A crise das instituições nacionais e a crise econômica, queira ou não o ministro da Fazenda, vai continuar aparecendo na mídia. O cenário pessimista de 2014, com todo o oba-oba de uma Copa do Mundo, não vai ser revertido pela imprensa. Talvez possamos buscar alguma lição nos Estados Unidos e na Europa. Após cinco anos de agruras, com índice de desemprego recorde, aquelas economias aos poucos dão sinal de recuperação. Nos vangloriávamos de vivermos numa “ilha”, em meio à tempestade internacional. Chegou, quem sabe, o momento de se molhar e pegar algum resfriado para tentar salvar a nossa casa.

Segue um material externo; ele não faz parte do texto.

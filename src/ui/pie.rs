use std::f32::consts::{FRAC_PI_2, TAU};

use eframe::egui::{self, Align2, Color32, FontId, Pos2, Sense, Shape, Stroke, Ui, vec2};

use crate::color::{generate_palette, text_color_on};
use crate::figure::PieChartSpec;

/// Longest arc drawn as a single convex polygon.
const MAX_CHUNK: f32 = FRAC_PI_2;
const ARC_STEP: f32 = 0.04;

// ---------------------------------------------------------------------------
// Pie chart
// ---------------------------------------------------------------------------

pub fn pie_chart(ui: &mut Ui, spec: &PieChartSpec) {
    ui.vertical_centered(|ui: &mut Ui| {
        ui.strong(spec.title.as_str());
    });

    let colors = generate_palette(spec.labels.len());
    let shares = shares(&spec.values);

    // ---- Legend ----
    for ((label, &value), (color, share)) in spec
        .labels
        .iter()
        .zip(&spec.values)
        .zip(colors.iter().zip(&shares))
    {
        ui.horizontal(|ui: &mut Ui| {
            let (swatch, painter) = ui.allocate_painter(vec2(12.0, 12.0), Sense::hover());
            painter.rect_filled(swatch.rect, 2.0, *color);
            ui.label(format!("{label}: {value} ({:.1}%)", share * 100.0));
        });
    }

    if shares.iter().all(|s| *s == 0.0) {
        ui.label("No data.");
        return;
    }

    // ---- Slices ----
    let (response, painter) = ui.allocate_painter(ui.available_size(), Sense::hover());
    let center = response.rect.center();
    let radius = 0.45 * response.rect.width().min(response.rect.height());
    if radius <= 0.0 {
        return;
    }
    let background = ui.visuals().panel_fill;

    let mut start = -FRAC_PI_2;
    for (&share, &color) in shares.iter().zip(&colors) {
        if share <= 0.0 {
            continue;
        }
        let sweep = share as f32 * TAU;
        for shape in wedge(center, radius, start, sweep, color) {
            painter.add(shape);
        }
        painter.line_segment([center, point_on(center, radius, start)], Stroke::new(1.5, background));

        if share >= 0.03 {
            let mid = start + sweep / 2.0;
            painter.text(
                point_on(center, radius * 0.62, mid),
                Align2::CENTER_CENTER,
                format!("{:.1}%", share * 100.0),
                FontId::proportional(14.0),
                text_color_on(color),
            );
        }
        start += sweep;
    }
}

/// Fraction of the total for each value. Negative and non-finite values
/// count as zero.
fn shares(values: &[f64]) -> Vec<f64> {
    let clean: Vec<f64> = values
        .iter()
        .map(|&v| if v.is_finite() && v > 0.0 { v } else { 0.0 })
        .collect();
    let total: f64 = clean.iter().sum();
    if total <= 0.0 {
        return vec![0.0; values.len()];
    }
    clean.into_iter().map(|v| v / total).collect()
}

fn point_on(center: Pos2, radius: f32, angle: f32) -> Pos2 {
    center + radius * vec2(angle.cos(), angle.sin())
}

/// A slice as convex pieces: each covers at most a quarter turn.
fn wedge(center: Pos2, radius: f32, start: f32, sweep: f32, color: Color32) -> Vec<Shape> {
    let mut shapes = Vec::new();
    let mut from = start;
    let end = start + sweep;
    while from < end {
        let to = (from + MAX_CHUNK).min(end);
        let steps = (((to - from) / ARC_STEP).ceil() as usize).max(1);
        let mut points = Vec::with_capacity(steps + 2);
        points.push(center);
        for i in 0..=steps {
            let angle = from + (to - from) * i as f32 / steps as f32;
            points.push(point_on(center, radius, angle));
        }
        shapes.push(Shape::convex_polygon(points, color, egui::Stroke::NONE));
        from = to;
    }
    shapes
}

#[cfg(test)]
mod tests {
    use super::*;

    #[test]
    fn test_shares() {
        assert_eq!(shares(&[1.0, 3.0]), vec![0.25, 0.75]);
        assert_eq!(shares(&[0.0, 0.0]), vec![0.0, 0.0]);
        assert_eq!(shares(&[f64::NAN, 2.0]), vec![0.0, 1.0]);
    }

    #[test]
    fn test_wedge_splits_large_slices() {
        let center = Pos2::new(0.0, 0.0);
        assert_eq!(wedge(center, 10.0, 0.0, 0.5, Color32::RED).len(), 1);
        assert_eq!(wedge(center, 10.0, 0.0, TAU * 0.9, Color32::RED).len(), 4);
    }
}
use eframe::egui::{self, Align, Layout, Ui};
use egui_extras::{Column, TableBuilder};

use crate::figure::{Figure, SummaryTable};

// ---------------------------------------------------------------------------
// Top bar
// ---------------------------------------------------------------------------

/// Render the title bar. Returns `true` when the user asks for the next figure.
pub fn top_bar(ui: &mut Ui, figure: &Figure) -> bool {
    let mut next = false;
    egui::menu::bar(ui, |ui: &mut Ui| {
        ui.strong(figure.title.as_str());
        ui.separator();
        ui.label(format!("{} chart(s)", figure.charts.len()));

        ui.with_layout(Layout::right_to_left(Align::Center), |ui: &mut Ui| {
            if ui.button("Next ▶").clicked() {
                next = true;
            }
        });
    });
    next
}

// ---------------------------------------------------------------------------
// Summary table
// ---------------------------------------------------------------------------

/// Render the figure's numbers as a plain striped table.
pub fn summary_table(ui: &mut Ui, table: &SummaryTable) {
    ui.add_space(4.0);
    TableBuilder::new(ui)
        .striped(true)
        .resizable(true)
        .columns(Column::auto().at_least(140.0), table.headers.len())
        .header(20.0, |mut header| {
            for title in &table.headers {
                header.col(|ui: &mut Ui| {
                    ui.strong(title.as_str());
                });
            }
        })
        .body(|mut body| {
            for row in &table.rows {
                body.row(18.0, |mut cells| {
                    for text in row {
                        cells.col(|ui: &mut Ui| {
                            ui.label(text.as_str());
                        });
                    }
                });
            }
        });
    ui.add_space(4.0);
}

Talvez seja a hora de autoridades, políticos, governos de modo geral começarem a ler e ouvir com mais atenção o que diz a imprensa. Ela pode até ter lá seus defeitos, simpatias, interesses ou restrições a pessoas ou governos. Mas na média, a mídia, aqui ou fora do país, tenta interpretar os anseios e dilemas das sociedades. E não há registro de que se a imprensa, em qualquer lugar do mundo, omitisse os fatos negativos ou passasse só a dar versões cor-de-rosa dos feitos dos governos, contribuísse para resolver crises. Quem não concordar, talvez não conheça a História.
Como diz Timothy Garton Ash (1): “O primeiro dever do historiador e do jornalista é descobrir os fatos. Não é o único dever, talvez não seja o mais importante, mas é o primeiro. Os fatos são as pedras a partir das quais construímos caminhos de análise, os ladrilhos de um mosaico que encaixamos para compor imagens do passado e do presente. Haverá desacordos sobre para onde a estrada leva e qual é a realidade ou verdade revelada pela imagem do mosaico. Os próprios fatos precisam ser apurados contra todas as provas disponíveis. Mas alguns são redondos e duros – e os líderes mais poderosos do mundo podem pisoteá-los. O mesmo podem fazer escritores, dissidentes e santos”.
(1) Os fatos são subversivos – Escritos políticos de uma década sem nome (Garton, Timothy Ash, São Paulo: Companhia das Letras, 2011).